Consequently, lobbyists for state and local government were soon roaming the halls of the Nevada Legislature, armed with a slickly produced four-color study. In it, author Hobbs presented multiple arguments against any Proposition-13-style approach to property tax reform.

Perhaps the most prominent line of attack – repeated throughout the white paper – was the assertion that the situation facing Nevada homeowners in 2005 was merely a temporary "aberration" not requiring any substantive fix.

"We are not dealing with a fundamental flaw within our system of assessment and taxation," wrote Hobbs. "For this reason, consideration of methods that would radically overhaul Nevada's system – such as implementation of a California-style tax limitation system – would appear to be well beyond the scope of solving the problem at hand."

Interestingly, Hobbs' white paper candidly admitted that it did "not include an exploration of the causes of the increases in property values" even though such a "very worthy topic" could "lead one toward a more properly targeted solution." Clarity on why property values were soaring could help answer, the consultant wrote, "whether we are dealing with a short-term aberration or a longer-term systemic problem."

Despite the crucial nature of the question, however, Hobbs proceeded to simply dismiss it: "Suffice it to say that the recent, rapid increase in property values is widely believed to be a market aberration."

But does it suffice? The widespread consensus in America's financial centers today is that our nation's runaway real estate bubble is the direct result of the U.S. Federal Reserve's profligacy – i.e., its prolonged and heavy pedal-to-the-metal foot on the central bank's monetary accelerator.

Real estate, after all, is mostly purchased with borrowed money. When interest rates are pushed down, money can more easily be borrowed. And prices for real estate, other things equal, are bid up.

Between 2001 and 2004, the Fed increased the money supply by a whopping 25 percent, artificially driving interest rates far below their natural level.

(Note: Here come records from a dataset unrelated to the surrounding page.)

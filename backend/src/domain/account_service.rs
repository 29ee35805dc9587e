//! Account domain service.
//!
//! Signs players in and up through the auth gateway and keeps the profile
//! identity columns in step with every successful sign-in.

use std::sync::Arc;

use async_trait::async_trait;
use tracing::{debug, warn};

use crate::domain::ports::{
    AccountCommand, AuthGateway, AuthGatewayError, ProfileIdentity, ProfileRepository,
    ProfileRepositoryError,
};
use crate::domain::{
    AccessToken, AuthSession, AuthenticatedUser, Credentials, Error, SignUpOutcome,
};

/// Message returned for any rejected sign-in.
pub const INVALID_LOGIN: &str = "Invalid email or password";
/// Message returned when the username belongs to another profile.
pub const USERNAME_TAKEN: &str = "Username already taken";
/// Message returned when a new account cannot sign in until confirmed.
pub const EMAIL_CONFIRMATION_REQUIRED: &str =
    "Project requires email confirmation. Disable confirmations to allow instant sign-in.";
/// Message returned when no hosted backend is configured.
pub const BACKEND_UNCONFIGURED: &str = "hosted backend is not configured";

/// Account service implementing [`AccountCommand`].
#[derive(Clone)]
pub struct AccountService<A, P> {
    auth: Arc<A>,
    profiles: Arc<P>,
}

impl<A, P> AccountService<A, P> {
    /// Create a new service over the given ports.
    pub fn new(auth: Arc<A>, profiles: Arc<P>) -> Self {
        Self { auth, profiles }
    }
}

impl<A, P> AccountService<A, P>
where
    A: AuthGateway,
    P: ProfileRepository,
{
    fn map_sign_in_error(error: AuthGatewayError) -> Error {
        debug!(error_kind = error.kind(), "sign-in refused");
        match error {
            AuthGatewayError::InvalidCredentials | AuthGatewayError::Rejected { .. } => {
                Error::unauthorized(INVALID_LOGIN)
            }
            AuthGatewayError::Unconfigured => Error::service_unavailable(BACKEND_UNCONFIGURED),
            other => Error::service_unavailable(other.to_string()),
        }
    }

    fn map_sign_up_error(error: AuthGatewayError) -> Error {
        debug!(error_kind = error.kind(), "sign-up refused");
        match error {
            AuthGatewayError::Rejected { message } => Error::invalid_request(message),
            AuthGatewayError::InvalidCredentials => Error::unauthorized(INVALID_LOGIN),
            AuthGatewayError::Unconfigured => Error::service_unavailable(BACKEND_UNCONFIGURED),
            other => Error::service_unavailable(other.to_string()),
        }
    }

    fn map_profile_error(error: ProfileRepositoryError) -> Error {
        warn!(error_kind = error.kind(), %error, "profile identity write failed");
        let message = format!("Failed to save profile: {error}");
        match error {
            ProfileRepositoryError::Conflict { .. } => Error::conflict(message),
            ProfileRepositoryError::Unconfigured => {
                Error::service_unavailable(BACKEND_UNCONFIGURED)
            }
            _ => Error::service_unavailable(message),
        }
    }

    async fn save_identity(
        &self,
        credentials: &Credentials,
        session: AuthSession,
    ) -> Result<AuthenticatedUser, Error> {
        let identity = ProfileIdentity {
            id: session.user_id.clone(),
            username: credentials.username().clone(),
            email: credentials.email().clone(),
        };
        self.profiles
            .upsert_identity(&identity, &session.access_token)
            .await
            .map_err(Self::map_profile_error)?;
        Ok(AuthenticatedUser {
            id: session.user_id,
            username: identity.username,
            access_token: session.access_token,
        })
    }
}

#[async_trait]
impl<A, P> AccountCommand for AccountService<A, P>
where
    A: AuthGateway,
    P: ProfileRepository,
{
    async fn login(&self, credentials: &Credentials) -> Result<AuthenticatedUser, Error> {
        let session = self
            .auth
            .sign_in_with_password(credentials.email(), credentials.password())
            .await
            .map_err(Self::map_sign_in_error)?;
        debug!(user_id = %session.user_id, "password sign-in succeeded");
        self.save_identity(credentials, session).await
    }

    async fn sign_up(&self, credentials: &Credentials) -> Result<SignUpOutcome, Error> {
        match self.profiles.username_taken(credentials.username()).await {
            Ok(true) => return Err(Error::conflict(USERNAME_TAKEN)),
            Ok(false) => {}
            Err(error) => {
                warn!(%error, "username availability check failed; continuing sign-up");
            }
        }

        let created = self
            .auth
            .sign_up(credentials)
            .await
            .map_err(Self::map_sign_up_error)?;

        let session = match created.session {
            Some(session) => session,
            None => match self
                .auth
                .sign_in_with_password(credentials.email(), credentials.password())
                .await
            {
                Ok(session) => session,
                Err(error) => {
                    warn!(%error, "sign-in after sign-up failed; confirmation required");
                    return Ok(SignUpOutcome::VerificationRequired {
                        user_id: created.user_id,
                    });
                }
            },
        };

        self.save_identity(credentials, session)
            .await
            .map(SignUpOutcome::SignedIn)
    }

    async fn logout(&self, token: &AccessToken) {
        if let Err(error) = self.auth.sign_out(token).await {
            warn!(%error, "sign-out failed; clearing local session anyway");
        }
    }
}

#[cfg(test)]
#[path = "account_service_tests.rs"]
mod tests;
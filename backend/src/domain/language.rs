//! Programming languages offered by the editor.

use std::fmt;
use std::str::FromStr;

use serde::{Deserialize, Serialize};

/// Language the submitted code is written in.
#[derive(Debug, Clone, Copy, Default, PartialEq, Eq, Hash, Serialize, Deserialize)]
#[serde(rename_all = "lowercase")]
pub enum Language {
    /// Python, the editor default.
    #[default]
    Python,
    /// Java.
    Java,
    /// C++.
    Cpp,
}

/// Error returned when parsing an unsupported language name.
#[derive(Debug, Clone, PartialEq, Eq, thiserror::Error)]
#[error("unsupported language: {0}")]
pub struct UnsupportedLanguage(pub String);

impl Language {
    /// Lowercase identifier, also used to tag fenced code blocks.
    pub const fn as_str(self) -> &'static str {
        match self {
            Self::Python => "python",
            Self::Java => "java",
            Self::Cpp => "cpp",
        }
    }

    /// Label shown in the language picker.
    pub const fn display_name(self) -> &'static str {
        match self {
            Self::Python => "Python",
            Self::Java => "Java",
            Self::Cpp => "C++",
        }
    }

    /// Line comment token toggled by `Ctrl+/`.
    ///
    /// # Examples
    /// ```
    /// use coderush::domain::Language;
    ///
    /// assert_eq!(Language::Python.comment_token(), "#");
    /// assert_eq!(Language::Cpp.comment_token(), "//");
    /// ```
    pub const fn comment_token(self) -> &'static str {
        match self {
            Self::Python => "#",
            Self::Java | Self::Cpp => "//",
        }
    }
}

impl fmt::Display for Language {
    fn fmt(&self, f: &mut fmt::Formatter<'_>) -> fmt::Result {
        f.write_str(self.as_str())
    }
}

impl FromStr for Language {
    type Err = UnsupportedLanguage;

    fn from_str(s: &str) -> Result<Self, Self::Err> {
        match s.trim().to_ascii_lowercase().as_str() {
            "python" => Ok(Self::Python),
            "java" => Ok(Self::Java),
            "cpp" | "c++" => Ok(Self::Cpp),
            _ => Err(UnsupportedLanguage(s.to_owned())),
        }
    }
}
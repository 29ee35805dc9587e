//! Unit tests for session configuration parsing.

use super::*;
use mockable::MockEnv;
use rstest::rstest;
use std::collections::HashMap;
use uuid::Uuid;

struct TempKeyFile {
    path: PathBuf,
}

impl TempKeyFile {
    fn new(len: usize) -> Self {
        let path = std::env::temp_dir().join(format!("coderush-session-key-{}", Uuid::new_v4()));
        std::fs::write(&path, vec![b'k'; len]).expect("write temporary key");
        Self { path }
    }

    fn path_str(&self) -> String {
        self.path.to_str().expect("utf-8 temp path").to_owned()
    }
}

impl Drop for TempKeyFile {
    fn drop(&mut self) {
        let _ = std::fs::remove_file(&self.path);
    }
}

fn mock_env(vars: HashMap<&'static str, String>) -> MockEnv {
    let mut env = MockEnv::new();
    env.expect_string()
        .times(0..)
        .returning(move |key| vars.get(key).cloned());
    env
}

fn release_vars(key_file: &TempKeyFile) -> HashMap<&'static str, String> {
    HashMap::from([
        (KEY_FILE_ENV, key_file.path_str()),
        (COOKIE_SECURE_ENV, "1".to_owned()),
        (SAMESITE_ENV, "Strict".to_owned()),
        (ALLOW_EPHEMERAL_ENV, "0".to_owned()),
    ])
}

fn release_error(vars: HashMap<&'static str, String>) -> SessionConfigError {
    match session_settings_from_env(&mock_env(vars), BuildMode::Release) {
        Ok(_) => panic!("release settings should have been rejected"),
        Err(error) => error,
    }
}

#[rstest]
#[case(COOKIE_SECURE_ENV)]
#[case(SAMESITE_ENV)]
#[case(ALLOW_EPHEMERAL_ENV)]
fn release_requires_each_toggle(#[case] missing: &'static str) {
    let key_file = TempKeyFile::new(SESSION_KEY_MIN_LEN);
    let mut vars = release_vars(&key_file);
    vars.remove(missing);

    let error = release_error(vars);
    assert!(
        matches!(error, SessionConfigError::MissingEnv { name } if name == missing),
        "unexpected error: {error}"
    );
}

#[rstest]
#[case("maybe")]
#[case("")]
fn release_rejects_unparseable_cookie_secure(#[case] value: &str) {
    let key_file = TempKeyFile::new(SESSION_KEY_MIN_LEN);
    let mut vars = release_vars(&key_file);
    vars.insert(COOKIE_SECURE_ENV, value.to_owned());

    let error = release_error(vars);
    assert!(matches!(
        error,
        SessionConfigError::InvalidEnv {
            name: COOKIE_SECURE_ENV,
            ..
        }
    ));
}

#[rstest]
fn release_rejects_ephemeral_keys() {
    let key_file = TempKeyFile::new(SESSION_KEY_MIN_LEN);
    let mut vars = release_vars(&key_file);
    vars.insert(ALLOW_EPHEMERAL_ENV, "yes".to_owned());

    assert!(matches!(
        release_error(vars),
        SessionConfigError::EphemeralNotAllowed
    ));
}

#[rstest]
fn release_rejects_unreadable_key_file() {
    let key_file = TempKeyFile::new(SESSION_KEY_MIN_LEN);
    let mut vars = release_vars(&key_file);
    vars.insert(
        KEY_FILE_ENV,
        format!("{}-missing", key_file.path_str()),
    );

    assert!(matches!(release_error(vars), SessionConfigError::KeyRead { .. }));
}

#[rstest]
fn release_rejects_short_key() {
    let key_file = TempKeyFile::new(SESSION_KEY_MIN_LEN / 2);
    let error = release_error(release_vars(&key_file));
    assert!(matches!(
        error,
        SessionConfigError::KeyTooShort {
            length: 32,
            min_len: SESSION_KEY_MIN_LEN,
            ..
        }
    ));
}

#[rstest]
fn release_rejects_same_site_none_without_secure_cookie() {
    let key_file = TempKeyFile::new(SESSION_KEY_MIN_LEN);
    let mut vars = release_vars(&key_file);
    vars.insert(COOKIE_SECURE_ENV, "0".to_owned());
    vars.insert(SAMESITE_ENV, "None".to_owned());

    assert!(matches!(
        release_error(vars),
        SessionConfigError::InsecureSameSiteNone
    ));
}

#[rstest]
fn release_accepts_complete_settings() {
    let key_file = TempKeyFile::new(SESSION_KEY_MIN_LEN);
    let settings = session_settings_from_env(&mock_env(release_vars(&key_file)), BuildMode::Release)
        .expect("valid release settings");

    assert!(settings.cookie_secure);
    assert_eq!(settings.same_site, SameSite::Strict);
    assert_eq!(settings.ttl, Duration::minutes(TTL_MINUTES_DEFAULT));
}

#[rstest]
fn release_honours_session_ttl() {
    let key_file = TempKeyFile::new(SESSION_KEY_MIN_LEN);
    let mut vars = release_vars(&key_file);
    vars.insert(TTL_ENV, "30".to_owned());

    let settings = session_settings_from_env(&mock_env(vars), BuildMode::Release)
        .expect("valid release settings");
    assert_eq!(settings.ttl, Duration::minutes(30));
}

#[rstest]
fn release_rejects_session_ttl_outside_bounds() {
    let key_file = TempKeyFile::new(SESSION_KEY_MIN_LEN);
    let mut vars = release_vars(&key_file);
    vars.insert(TTL_ENV, "0".to_owned());

    assert!(matches!(
        release_error(vars),
        SessionConfigError::InvalidEnv { name: TTL_ENV, .. }
    ));
}

#[rstest]
fn debug_fills_in_defaults_and_ephemeral_key() {
    let settings = session_settings_from_env(&mock_env(HashMap::new()), BuildMode::Debug)
        .expect("debug defaults");

    assert!(settings.cookie_secure);
    assert_eq!(settings.same_site, SameSite::Lax);
}

#[rstest]
#[case("unexpected", SameSite::Lax)]
#[case("strict", SameSite::Strict)]
fn debug_same_site_parsing(#[case] raw: &str, #[case] expected: SameSite) {
    let key_file = TempKeyFile::new(SESSION_KEY_MIN_LEN);
    let mut vars = release_vars(&key_file);
    vars.insert(SAMESITE_ENV, raw.to_owned());

    let settings =
        session_settings_from_env(&mock_env(vars), BuildMode::Debug).expect("debug settings");
    assert_eq!(settings.same_site, expected);
}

The Fed did this because it was seeking to avoid the naturally recessionary consequences of its previous binge of "injecting liquidity," the bursting of the so-called tech bubble of the late 1990s and 2000. That bubble, in its turn, had been the fruit of the previous dozen years of activity by the Federal Reserve, in which Chairman Alan Greenspan had responded to virtually every financial-market sniffle with the same knee-jerk nostrum: inject liquidity.

The current Fed chairman, Ben Bernanke, is continuing this same folly today. He is attempting – like Greenspan – to avoid the recessionary consequences of previous money-printing binges by simply printing ever more money, to mindlessly drive interest rates down, for the moment, again.

In other words, not only do all Americans face the prospect of the Fed's continuing assault on saving, but they also face the growing likelihood of future real estate bubbles, at intermittent intervals, with the concomitant frightful spiking of their real estate taxes.

Nevada's property tax problem, therefore, is clearly systemic, and no short-term aberration. In 1978 California voters recognized the same situation in their state and passed Proposition 13. Nevada voters that fall were thinking the same way when, by a better than 3-to-1 margin, they passed the first leg of a similar measure, Proposition 6.

The desire of the state and local governments that so fiercely oppose Prop-13-style solutions is to continue receiving the windfall property tax revenues they reap from these recurring real estate bubbles.

Yet those windfalls are in essence predatory. Here in Nevada, they are unjustly wrung out of property owners by the state's system of assessment and taxation.

Hobbs, Ong & Associates to the contrary, to most fair-minded people that kind of injustice built into a system would definitely count as a "fundamental flaw."

Steven Miller is vice president for policy at the Nevada Policy Research Institute.